Usage of regular expression (3.5.1 - 3.5.2)
Chapter 3.5 of the whale book.
Find out words which include a, e, i, o, u.
>>> word = 'supercalifragilisticexpialidocious' >>> re.findall(r'[aeiou]', word) ['u', 'e', 'a', 'i', 'a', 'i', 'i', 'i', 'e', 'i', 'a', 'i', 'o', 'i', 'o', 'u'] >>> len(re.findall(r'[aeiou]', word)) 16
This one is to find compound vowels in the word list and count per each combination. (FreqDist)

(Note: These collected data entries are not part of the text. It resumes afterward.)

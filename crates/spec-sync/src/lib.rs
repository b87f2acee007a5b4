pub mod auth;
pub mod diagnostic;
pub mod fetch;
pub mod source;
pub mod sync;

pub use auth::{
    AuthError, AuthPosition, EnvSource, PreparedRequest, ProcessEnv, UrlAuth, prepare_request,
};
pub use diagnostic::Diagnostic;
pub use fetch::{FetchError, SpecFetcher};
pub use source::SpecSource;
pub use sync::{
    DuplicatePolicy, SyncConfig, SyncError, SyncManager, SyncReport, SyncResult,
};

#[cfg(any(test, feature = "test-support"))]
pub mod test_support;
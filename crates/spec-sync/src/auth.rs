use std::collections::HashMap;

use base64::Engine;
use serde::{Deserialize, Serialize};

/// Errors that can occur while resolving authentication for a URL source.
#[derive(Debug, thiserror::Error)]
pub enum AuthError {
    #[error("Environment variable {0} not found")]
    MissingEnvVar(String),

    #[error("invalid source URL {url}: {source}")]
    InvalidUrl {
        url: String,
        #[source]
        source: url::ParseError,
    },
}

/// How to authenticate a URL fetch.
///
/// Every value string may be a `{{NAME}}` environment reference, resolved
/// at request-preparation time.
#[derive(Debug, Clone, Serialize, Deserialize)]
#[serde(tag = "type", rename_all = "lowercase")]
pub enum UrlAuth {
    /// `Authorization: Bearer <token>`.
    Bearer { value: String },
    /// `Authorization: Basic <base64(username:password)>`.
    Basic { username: String, password: String },
    /// A caller-named header or query parameter.
    Custom {
        name: String,
        value: String,
        #[serde(default)]
        position: AuthPosition,
    },
}

/// Where a custom auth parameter is placed.
#[derive(Debug, Clone, Copy, Default, PartialEq, Eq, Serialize, Deserialize)]
#[serde(rename_all = "lowercase")]
pub enum AuthPosition {
    #[default]
    Header,
    Query,
}

/// Narrow lookup capability over the process environment.
///
/// Injectable so auth resolution stays testable without mutating real
/// environment state.
pub trait EnvSource: Send + Sync {
    fn get(&self, name: &str) -> Option<String>;
}

/// Reads the real process environment.
#[derive(Debug, Clone, Copy, Default)]
pub struct ProcessEnv;

impl EnvSource for ProcessEnv {
    fn get(&self, name: &str) -> Option<String> {
        std::env::var(name).ok()
    }
}

/// Header additions and effective URL for one authenticated GET.
#[derive(Debug, Clone, PartialEq, Eq)]
pub struct PreparedRequest {
    pub headers: HashMap<String, String>,
    pub url: String,
}

/// Resolve an auth descriptor into header additions and an effective URL.
///
/// No descriptor means no headers and the URL unchanged. Query-position
/// custom auth appends its parameter, preserving whatever query string the
/// URL already carries. Performs no I/O; the injected environment lookup
/// is the only outside state touched.
pub fn prepare_request(
    url: &str,
    auth: Option<&UrlAuth>,
    env: &dyn EnvSource,
) -> Result<PreparedRequest, AuthError> {
    let mut headers = HashMap::new();
    let mut effective_url = url.to_owned();

    match auth {
        None => {}
        Some(UrlAuth::Bearer { value }) => {
            let token = resolve_value(value, env)?;
            headers.insert("Authorization".to_owned(), format!("Bearer {token}"));
        }
        Some(UrlAuth::Basic { username, password }) => {
            let username = resolve_value(username, env)?;
            let password = resolve_value(password, env)?;
            let encoded = base64::engine::general_purpose::STANDARD
                .encode(format!("{username}:{password}"));
            headers.insert("Authorization".to_owned(), format!("Basic {encoded}"));
        }
        Some(UrlAuth::Custom {
            name,
            value,
            position,
        }) => {
            let value = resolve_value(value, env)?;
            match position {
                AuthPosition::Header => {
                    headers.insert(name.clone(), value);
                }
                AuthPosition::Query => {
                    let mut parsed =
                        url::Url::parse(url).map_err(|source| AuthError::InvalidUrl {
                            url: url.to_owned(),
                            source,
                        })?;
                    parsed.query_pairs_mut().append_pair(name, &value);
                    effective_url = parsed.to_string();
                }
            }
        }
    }

    Ok(PreparedRequest {
        headers,
        url: effective_url,
    })
}

/// Resolve a configured value, treating a string wrapped exactly once in
/// `{{ }}` as an environment-variable reference.
///
/// Unset and empty variables both fail. Anything not fully wrapped is used
/// verbatim; partial interpolation is not supported.
fn resolve_value(value: &str, env: &dyn EnvSource) -> Result<String, AuthError> {
    let Some(name) = value
        .strip_prefix("{{")
        .and_then(|rest| rest.strip_suffix("}}"))
    else {
        return Ok(value.to_owned());
    };

    match env.get(name) {
        Some(resolved) if !resolved.is_empty() => Ok(resolved),
        _ => Err(AuthError::MissingEnvVar(name.to_owned())),
    }
}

>>> wsj = sorted(set(nltk.corpus.treebank.words())) >>> fd = nltk.FreqDist(vs for word in wsj for vs in re.findall(r'[aeiou]{2,}', word)) >>> fd.items() [('io', 549), ('ea', 476), ('ie', 331), ('ou', 329), ('ai', 261), ('ia', 253), ('ee', 217), ('oo', 174), ('ua', 109), ('au', 106), ('ue', 105), ('ui', 95), ('ei', 86), ('oi', 65), ('oa', 59), ('eo', 39), ('iou', 27), ('eu', 18), ('oe', 15), ('iu', 14), ('ae', 11), ('eau', 10), ('uo', 8), ('ao', 6), ('oui', 6), ('eou', 5), ('uou', 5), ('uee', 4), ('aa', 3), ('ieu', 3), ('uie', 3), ('eei', 2), ('aia', 1), ('aii', 1), ('aiia', 1), ('eea', 1), ('iai', 1), ('iao', 1), ('ioa', 1), ('oei', 1), ('ooi', 1), ('ueui', 1), ('uu', 1)] >>>
>>> [int(n) for n in re.findall('[0-9]{2,4}', '2009-12-31')] [2009, 12, 31]
Next example:
>>> regexp = r'^[AEIOUaeiou]+|[AEIOUaeiou]+$|[^AEIOUaeiou]' >>> def compress(word): ... pieces = re.findall(regexp, word) ... return ' '.join(pieces) ... >>> english_udhr = nltk.corpus.udhr.words('English-Latin1') >>> print nltk.tokenwrap(compress (w) for w in english_udhr[:75]) U n v r s l D c l r t n o f H m n R g h t s P r m b l e W h r s r c g n t n o f t h e i n h r n t d g n t y a n d o f t h e e q l a n d i n l n b l e r g h t s o f a l l m m b r s o f t h e h m n f m l y i s t h e f n d t n o f f r d m , j s t c e a n d p c e i n t h e w r l d , W h r s d s r g r d a n d c n t m p t f r h m n r g h t s h v e r s l t d i n b r b r s a c t s w h c h h v e ou t r g d t h e c n s c n c e o f m n k n d , a n d t h e a d v n t o f a w r l d i n w h c h h m n b n g s s h l l e n j y f r d m o f s p c h a n d
I made a mistake in def compress(word):. Revise it.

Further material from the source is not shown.